**Supplied records**.
= = =

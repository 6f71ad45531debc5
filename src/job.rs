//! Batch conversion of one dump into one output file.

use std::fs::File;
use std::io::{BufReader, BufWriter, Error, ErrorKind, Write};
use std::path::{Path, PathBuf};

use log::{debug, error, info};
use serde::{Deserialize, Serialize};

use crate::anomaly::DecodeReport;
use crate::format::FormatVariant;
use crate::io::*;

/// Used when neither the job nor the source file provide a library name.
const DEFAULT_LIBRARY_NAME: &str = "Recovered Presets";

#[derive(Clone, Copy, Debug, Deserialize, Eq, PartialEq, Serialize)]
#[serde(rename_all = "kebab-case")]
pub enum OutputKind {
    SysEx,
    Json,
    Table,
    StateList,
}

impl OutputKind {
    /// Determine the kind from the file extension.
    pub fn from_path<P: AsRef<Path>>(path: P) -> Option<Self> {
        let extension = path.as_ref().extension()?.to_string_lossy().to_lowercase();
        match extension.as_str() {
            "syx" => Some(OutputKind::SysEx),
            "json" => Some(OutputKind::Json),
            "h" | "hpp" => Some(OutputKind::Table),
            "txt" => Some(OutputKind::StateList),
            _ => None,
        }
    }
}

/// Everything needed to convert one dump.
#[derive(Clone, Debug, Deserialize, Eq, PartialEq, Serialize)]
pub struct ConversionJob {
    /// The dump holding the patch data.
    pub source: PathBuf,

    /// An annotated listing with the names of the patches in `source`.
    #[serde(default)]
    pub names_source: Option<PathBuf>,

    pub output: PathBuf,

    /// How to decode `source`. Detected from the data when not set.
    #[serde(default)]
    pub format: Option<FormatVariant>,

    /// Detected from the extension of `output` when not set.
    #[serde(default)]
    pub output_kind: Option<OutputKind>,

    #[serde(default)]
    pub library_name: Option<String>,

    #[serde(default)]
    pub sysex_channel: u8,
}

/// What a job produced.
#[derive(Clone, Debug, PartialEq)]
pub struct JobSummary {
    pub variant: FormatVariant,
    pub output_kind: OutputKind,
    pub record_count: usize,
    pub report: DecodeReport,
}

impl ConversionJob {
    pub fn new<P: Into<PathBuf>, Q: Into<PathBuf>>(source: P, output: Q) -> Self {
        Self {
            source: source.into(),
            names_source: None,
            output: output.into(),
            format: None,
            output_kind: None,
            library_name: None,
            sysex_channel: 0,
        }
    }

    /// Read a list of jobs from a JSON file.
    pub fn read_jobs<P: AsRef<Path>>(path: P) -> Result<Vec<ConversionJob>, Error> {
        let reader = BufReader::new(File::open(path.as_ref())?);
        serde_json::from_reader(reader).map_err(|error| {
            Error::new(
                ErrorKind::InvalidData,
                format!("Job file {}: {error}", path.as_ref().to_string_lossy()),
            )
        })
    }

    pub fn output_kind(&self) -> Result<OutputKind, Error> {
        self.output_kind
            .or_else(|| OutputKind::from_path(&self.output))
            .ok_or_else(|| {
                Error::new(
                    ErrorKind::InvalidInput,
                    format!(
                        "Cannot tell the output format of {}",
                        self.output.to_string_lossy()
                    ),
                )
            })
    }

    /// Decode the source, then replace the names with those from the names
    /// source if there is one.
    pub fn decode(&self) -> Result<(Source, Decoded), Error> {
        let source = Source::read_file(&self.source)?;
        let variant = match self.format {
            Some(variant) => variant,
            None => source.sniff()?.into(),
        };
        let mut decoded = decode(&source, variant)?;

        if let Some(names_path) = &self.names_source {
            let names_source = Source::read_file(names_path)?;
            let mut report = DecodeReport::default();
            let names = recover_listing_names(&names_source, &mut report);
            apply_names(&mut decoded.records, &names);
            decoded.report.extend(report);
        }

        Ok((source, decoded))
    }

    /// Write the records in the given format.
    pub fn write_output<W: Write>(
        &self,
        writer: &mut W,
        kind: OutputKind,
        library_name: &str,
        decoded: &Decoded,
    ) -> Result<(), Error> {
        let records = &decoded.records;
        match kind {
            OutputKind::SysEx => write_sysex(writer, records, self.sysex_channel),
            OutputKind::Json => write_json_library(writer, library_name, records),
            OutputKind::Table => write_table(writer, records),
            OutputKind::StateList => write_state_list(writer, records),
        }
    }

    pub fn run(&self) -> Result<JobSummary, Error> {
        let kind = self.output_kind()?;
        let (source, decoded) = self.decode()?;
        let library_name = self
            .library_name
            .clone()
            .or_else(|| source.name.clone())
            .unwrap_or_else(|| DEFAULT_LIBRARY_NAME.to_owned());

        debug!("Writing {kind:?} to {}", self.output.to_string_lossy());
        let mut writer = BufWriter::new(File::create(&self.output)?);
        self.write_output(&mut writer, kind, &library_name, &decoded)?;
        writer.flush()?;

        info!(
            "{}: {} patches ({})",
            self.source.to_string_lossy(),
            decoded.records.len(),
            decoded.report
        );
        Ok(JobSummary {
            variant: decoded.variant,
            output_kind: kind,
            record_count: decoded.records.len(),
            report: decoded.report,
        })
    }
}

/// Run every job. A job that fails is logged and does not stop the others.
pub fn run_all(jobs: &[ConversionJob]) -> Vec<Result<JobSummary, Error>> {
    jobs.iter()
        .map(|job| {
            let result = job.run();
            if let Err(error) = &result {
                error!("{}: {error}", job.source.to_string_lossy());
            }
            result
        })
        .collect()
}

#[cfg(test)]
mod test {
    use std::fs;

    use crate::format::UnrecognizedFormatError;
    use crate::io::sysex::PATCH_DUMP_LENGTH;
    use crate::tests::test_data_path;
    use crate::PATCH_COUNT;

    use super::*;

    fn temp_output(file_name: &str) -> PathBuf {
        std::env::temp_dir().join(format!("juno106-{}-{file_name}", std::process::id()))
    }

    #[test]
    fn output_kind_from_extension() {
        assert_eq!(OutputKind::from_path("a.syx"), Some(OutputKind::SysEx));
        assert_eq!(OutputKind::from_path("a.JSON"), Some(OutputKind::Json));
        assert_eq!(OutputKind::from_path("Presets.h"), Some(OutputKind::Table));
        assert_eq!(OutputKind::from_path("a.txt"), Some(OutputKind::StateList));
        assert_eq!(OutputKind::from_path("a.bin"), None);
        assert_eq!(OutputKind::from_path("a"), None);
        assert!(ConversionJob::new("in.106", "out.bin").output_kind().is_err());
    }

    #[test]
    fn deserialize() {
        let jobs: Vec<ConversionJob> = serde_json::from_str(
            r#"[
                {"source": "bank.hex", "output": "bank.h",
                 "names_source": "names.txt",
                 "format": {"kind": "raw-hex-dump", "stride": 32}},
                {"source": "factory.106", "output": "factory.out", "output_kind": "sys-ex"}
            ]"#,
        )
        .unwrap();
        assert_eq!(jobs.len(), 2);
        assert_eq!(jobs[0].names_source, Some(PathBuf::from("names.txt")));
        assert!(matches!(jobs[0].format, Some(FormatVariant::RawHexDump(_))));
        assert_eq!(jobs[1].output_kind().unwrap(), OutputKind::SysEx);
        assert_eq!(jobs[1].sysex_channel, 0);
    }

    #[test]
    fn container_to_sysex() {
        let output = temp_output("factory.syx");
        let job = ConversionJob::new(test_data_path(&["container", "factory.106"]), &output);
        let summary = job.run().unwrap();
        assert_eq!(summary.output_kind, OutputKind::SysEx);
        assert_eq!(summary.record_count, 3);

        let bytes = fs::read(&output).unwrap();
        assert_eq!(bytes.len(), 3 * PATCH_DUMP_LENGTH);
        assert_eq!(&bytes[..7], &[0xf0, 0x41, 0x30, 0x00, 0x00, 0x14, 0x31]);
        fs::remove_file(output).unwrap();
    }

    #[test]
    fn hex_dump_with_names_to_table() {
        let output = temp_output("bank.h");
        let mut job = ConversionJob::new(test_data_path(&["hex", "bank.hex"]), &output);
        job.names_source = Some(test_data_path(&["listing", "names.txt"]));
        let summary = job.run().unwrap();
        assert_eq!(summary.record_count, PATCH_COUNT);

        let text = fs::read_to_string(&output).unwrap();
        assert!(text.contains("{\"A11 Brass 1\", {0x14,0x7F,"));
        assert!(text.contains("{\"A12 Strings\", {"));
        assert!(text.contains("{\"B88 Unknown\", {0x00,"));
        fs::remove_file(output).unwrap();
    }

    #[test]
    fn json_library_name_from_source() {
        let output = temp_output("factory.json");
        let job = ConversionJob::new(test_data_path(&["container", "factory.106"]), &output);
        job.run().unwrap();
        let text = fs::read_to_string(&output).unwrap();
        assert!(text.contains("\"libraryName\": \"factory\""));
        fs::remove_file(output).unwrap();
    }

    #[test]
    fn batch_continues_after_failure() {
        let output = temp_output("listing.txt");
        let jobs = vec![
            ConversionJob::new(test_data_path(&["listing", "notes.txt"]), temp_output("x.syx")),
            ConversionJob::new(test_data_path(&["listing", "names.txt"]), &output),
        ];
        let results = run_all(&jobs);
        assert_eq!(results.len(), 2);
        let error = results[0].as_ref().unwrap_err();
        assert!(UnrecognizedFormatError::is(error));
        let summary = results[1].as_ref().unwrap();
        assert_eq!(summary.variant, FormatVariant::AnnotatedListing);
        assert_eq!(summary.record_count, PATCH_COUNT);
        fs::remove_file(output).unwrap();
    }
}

= = =

**Task item**. Here the job is to transcribe the lines from the first line of the data through the line containing "from the extension", inclusive, exactly and with nothing else.

**Exercise response**.
repository 6f71ad45531debc5
filename src/job.rs
//! Batch conversion of one dump into one output file.

use std::fs::File;
use std::io::{BufReader, BufWriter, Error, ErrorKind, Write};
use std::path::{Path, PathBuf};

use log::{debug, error, info};
use serde::{Deserialize, Serialize};

use crate::anomaly::DecodeReport;
use crate::format::FormatVariant;
use crate::io::*;

/// Used when neither the job nor the source file provide a library name.
const DEFAULT_LIBRARY_NAME: &str = "Recovered Presets";

#[derive(Clone, Copy, Debug, Deserialize, Eq, PartialEq, Serialize)]
#[serde(rename_all = "kebab-case")]
pub enum OutputKind {
    SysEx,
    Json,
    Table,
    StateList,
}

impl OutputKind {
    /// Determine the kind from the file extension.
    pub fn from_path<P: AsRef<Path>>(path: P) -> Option<Self> {
        let extension = path.as_ref().extension()?.to_string_lossy().to_lowercase();
        match extension.as_str() {
            "syx" => Some(OutputKind::SysEx),
            "json" => Some(OutputKind::Json),
            "h" | "hpp" => Some(OutputKind::Table),
            "txt" => Some(OutputKind::StateList),
            _ => None,
        }
    }
}

/// Everything needed to convert one dump.
#[derive(Clone, Debug, Deserialize, Eq, PartialEq, Serialize)]
pub struct ConversionJob {
    /// The dump holding the patch data.
    pub source: PathBuf,

    /// An annotated listing with the names of the patches in `source`.
    #[serde(default)]
    pub names_source: Option<PathBuf>,

    pub output: PathBuf,

    /// How to decode `source`. Detected from the data when not set.
    #[serde(default)]
    pub format: Option<FormatVariant>,

    /// Detected from the extension of `output` when not set.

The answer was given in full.